### Supplied entries

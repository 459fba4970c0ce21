//! Bridge from `courier_config::Config` to bus settings.
//!
//! The config crate has no dependency on the bus, so its values arrive as
//! validated strings and are mapped onto [`BusSettings`] here.

use courier_config::{BusSection, Config};

use crate::bus::{BusSettings, CallbackContext, EventBusBuilder};
use crate::subscription::DuplicatePolicy;

/// Convert the `[bus]` section to [`BusSettings`].
#[must_use]
pub fn to_bus_settings(section: &BusSection) -> BusSettings {
    let duplicate_policy = match section.duplicate_policy.as_str() {
        "replace" => DuplicatePolicy::Replace,
        _ => DuplicatePolicy::Reject,
    };

    let callback_context = match section.callback_context.as_str() {
        "serial" => CallbackContext::Serial,
        _ => CallbackContext::Background,
    };

    BusSettings {
        default_replay_capacity: section.replay_capacity,
        duplicate_policy,
        callback_context,
        serial_thread_name: section.serial_thread_name.clone(),
    }
}

impl EventBusBuilder {
    /// Builder seeded from a loaded configuration.
    #[must_use]
    pub fn from_config(cfg: &Config) -> Self {
        Self::new().with_settings(to_bus_settings(&cfg.bus))
    }
}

### Your objective
Collect the complete line wherever the string "Self" appears in the records.

### Exercise output
    pub fn from_config(cfg: &Config) -> Self {
        Self::new().with_settings(to_bus_settings(&cfg.bus))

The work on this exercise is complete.